Your objective -> From the first line through the line containing "use kiosk_i18n_core::Language;", transcribe the records exactly and include no other lines.

Saved data entries
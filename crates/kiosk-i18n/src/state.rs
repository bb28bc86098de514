//! The current language and how it is found when nothing has chosen one yet.

use crate::document::Document;
use crate::storage::Storage;
use kiosk_i18n_core::Language;
use kiosk_i18n_core::fallback::language_from_locale;
use strum::{Display, IntoStaticStr};

/// Which link of the precedence chain supplied the language.
#[derive(Clone, Copy, Debug, Display, Eq, IntoStaticStr, PartialEq)]
#[strum(serialize_all = "snake_case")]
pub enum LanguageSource {
    Cached,
    Persisted,
    Document,
    RuntimeLocale,
    Fallback,
}

#[derive(Clone, Debug)]
pub struct LanguageState {
    cached: Option<Language>,
    fallback: Language,
    runtime_locale: Option<String>,
    language_key: String,
}

impl LanguageState {
    pub fn new(fallback: Language, runtime_locale: Option<String>, language_key: &str) -> Self {
        Self {
            cached: None,
            fallback,
            runtime_locale,
            language_key: language_key.to_string(),
        }
    }

    pub fn fallback(&self) -> Language {
        self.fallback
    }

    pub fn cached(&self) -> Option<Language> {
        self.cached
    }

    pub fn set_cached(&mut self, lang: Language) {
        self.cached = Some(lang);
    }

    /// The current language; see [`resolve_with_source`](Self::resolve_with_source).
    pub fn resolve<D, S>(&self, doc: &D, storage: &S) -> Language
    where
        D: Document + ?Sized,
        S: Storage + ?Sized,
    {
        self.resolve_with_source(doc, storage).0
    }

    /// The cached language, or else the first recognized of: the persisted
    /// selection, the root element's `lang`, the runtime locale, the
    /// fallback. Never caches what it computes.
    pub fn resolve_with_source<D, S>(&self, doc: &D, storage: &S) -> (Language, LanguageSource)
    where
        D: Document + ?Sized,
        S: Storage + ?Sized,
    {
        if let Some(lang) = self.cached {
            return (lang, LanguageSource::Cached);
        }

        match storage.get(&self.language_key) {
            Ok(Some(saved)) => {
                if let Some(lang) = Language::parse(&saved) {
                    return (lang, LanguageSource::Persisted);
                }
            },
            Ok(None) => {},
            Err(err) => tracing::debug!("Cannot read persisted language: {}", err),
        }

        if let Some(lang) = doc.declared_language().and_then(Language::parse) {
            return (lang, LanguageSource::Document);
        }

        if let Some(lang) = self.runtime_locale.as_deref().and_then(language_from_locale) {
            return (lang, LanguageSource::RuntimeLocale);
        }

        (self.fallback, LanguageSource::Fallback)
    }
}
use kiosk_i18n_core::DictionaryError;
use kiosk_i18n_toml::I18nConfigError;
use thiserror::Error;

#[derive(Debug, Error)]
pub enum StorageError {
    /// The backend refuses every operation (private mode, quota, policy).
    #[error("Storage is unavailable")]
    Unavailable,
    /// A value could not be encoded for storage.
    #[error("Failed to encode storage value: {0}")]
    Encode(#[from] serde_json::Error),
}

#[derive(Debug, Error)]
pub enum I18nError {
    #[error(transparent)]
    Config(#[from] I18nConfigError),
    #[error(transparent)]
    Dictionary(#[from] DictionaryError),
}
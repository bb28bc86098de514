use crate::commands::DictionaryArgs;
use crate::error::CliError;
use clap::Parser;
use kiosk_i18n_core::resolver::resolve_in;
use kiosk_i18n_core::{Language, Variables};
use serde_json::Value;

/// Arguments for the translate command.
#[derive(Debug, Parser)]
pub struct TranslateArgs {
    /// Translation key, e.g. `greet` or `search@placeholder`.
    pub key: String,

    /// Language code (az, en, ru).
    #[arg(short, long)]
    pub lang: String,

    /// Namespace to look in before the global table.
    #[arg(long)]
    pub ns: Option<String>,

    /// Interpolation variable. Can be specified multiple times.
    #[arg(long = "var", value_name = "NAME=VALUE")]
    pub vars: Vec<String>,

    /// Shorthand for `--var count=N`; selects the plural form.
    #[arg(long, allow_negative_numbers = true)]
    pub count: Option<f64>,

    #[command(flatten)]
    pub dictionaries: DictionaryArgs,
}

/// Run the translate command, printing the resolved string.
pub fn run_translate(args: TranslateArgs) -> Result<(), CliError> {
    let lang = Language::parse(&args.lang)
        .ok_or_else(|| CliError::UnknownLanguage(args.lang.clone()))?;

    let mut vars = Variables::new();
    for raw in &args.vars {
        let (name, value) = parse_variable(raw)?;
        vars.insert(name, value);
    }
    if let Some(count) = args.count {
        vars.insert("count".to_string(), Value::from(count));
    }

    let loaded = args.dictionaries.load()?;
    println!(
        "{}",
        resolve_in(&loaded.dictionaries, lang, &args.key, &vars, args.ns.as_deref())
    );
    Ok(())
}

/// Splits `name=value`. Numbers and booleans keep their JSON type so that
/// `count=5` selects a plural form; everything else is a string.
fn parse_variable(raw: &str) -> Result<(String, Value), CliError> {
    let Some((name, value)) = raw.split_once('=') else {
        return Err(CliError::InvalidVariable(raw.to_string()));
    };
    let name = name.trim();
    if name.is_empty() {
        return Err(CliError::InvalidVariable(raw.to_string()));
    }

    let value = match serde_json::from_str::<Value>(value) {
        Ok(parsed @ (Value::Number(_) | Value::Bool(_))) => parsed,
        _ => Value::String(value.to_string()),
    };
    Ok((name.to_string(), value))
}
//! Translation directives: the `data-*` attributes the runtime reads.

use crate::document::{Document, NodeId};
use kiosk_i18n_core::Variables;
use serde_json::Value;

/// Base key; the element's text is replaced.
pub const TRANSLATE: &str = "data-translate";
/// Base key; the element's markup is replaced.
pub const TRANSLATE_HTML: &str = "data-translate-html";
/// Comma-separated attribute names to translate.
pub const TRANSLATE_ATTR: &str = "data-translate-attr";
/// Namespace to look keys up in first.
pub const TRANSLATE_NS: &str = "data-translate-ns";
/// JSON object of variables.
pub const VARS: &str = "data-vars";
/// Prefix of single-variable attributes, `data-var-amount="12.50"`.
pub const VAR_PREFIX: &str = "data-var-";
/// Prefix of per-attribute keys, `data-translate-placeholder="search.hint"`.
pub const TRANSLATE_PREFIX: &str = "data-translate-";
/// Marks a language switch button; the value is a language code.
pub const LANGUAGE_SWITCH: &str = "data-language-switch";

/// The namespace named by `node`, with an empty value treated as absent.
pub fn namespace<D: Document + ?Sized>(doc: &D, node: NodeId) -> Option<String> {
    doc.attribute(node, TRANSLATE_NS)
        .filter(|ns| !ns.is_empty())
        .map(str::to_string)
}

/// Variables declared on `node`.
///
/// Starts from the `data-vars` object; `data-var-<name>` attributes are
/// added on top and win on conflict. Bad `data-vars` JSON is ignored.
pub fn variables<D: Document + ?Sized>(doc: &D, node: NodeId) -> Variables {
    let mut vars = Variables::new();

    if let Some(raw) = doc.attribute(node, VARS)
        && !raw.trim().is_empty()
    {
        match serde_json::from_str::<Value>(raw) {
            Ok(Value::Object(map)) => vars.extend(map),
            Ok(Value::Null) => {},
            Ok(other) => tracing::debug!("Ignoring non-object data-vars: {}", other),
            Err(err) => tracing::debug!("Bad data-vars JSON '{}': {}", raw, err),
        }
    }

    for (name, value) in doc.attributes(node) {
        if let Some(var) = name.strip_prefix(VAR_PREFIX) {
            vars.insert(var.to_string(), Value::String(value.to_string()));
        }
    }

    vars
}

/// Attribute names listed in `data-translate-attr`, trimmed, empties dropped.
pub fn translated_attributes<D: Document + ?Sized>(doc: &D, node: NodeId) -> Vec<String> {
    doc.attribute(node, TRANSLATE_ATTR)
        .map(|list| {
            list.split(',')
                .map(str::trim)
                .filter(|attr| !attr.is_empty())
                .map(str::to_string)
                .collect()
        })
        .unwrap_or_default()
}

/// The key for translating `attr` on `node`.
///
/// `data-translate-<attr>` when present and non-empty, otherwise
/// `<baseKey>@<attr>` where the base key comes from `data-translate` or else
/// `data-translate-html`.
pub fn attribute_key<D: Document + ?Sized>(doc: &D, node: NodeId, attr: &str) -> Option<String> {
    let specific = format!("{}{}", TRANSLATE_PREFIX, attr);
    if let Some(key) = doc.attribute(node, &specific).filter(|key| !key.is_empty()) {
        return Some(key.to_string());
    }

    [TRANSLATE, TRANSLATE_HTML]
        .iter()
        .filter_map(|directive| doc.attribute(node, directive))
        .find(|base| !base.is_empty())
        .map(|base| format!("{}@{}", base, attr))
}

Response for this exercise ->
filename crates/kiosk-i18n/src/state.rs
repository bb28bc86098de514
//! The current language and how it is found when nothing has chosen one yet.

use crate::document::Document;
use crate::storage::Storage;
use kiosk_i18n_core::Language;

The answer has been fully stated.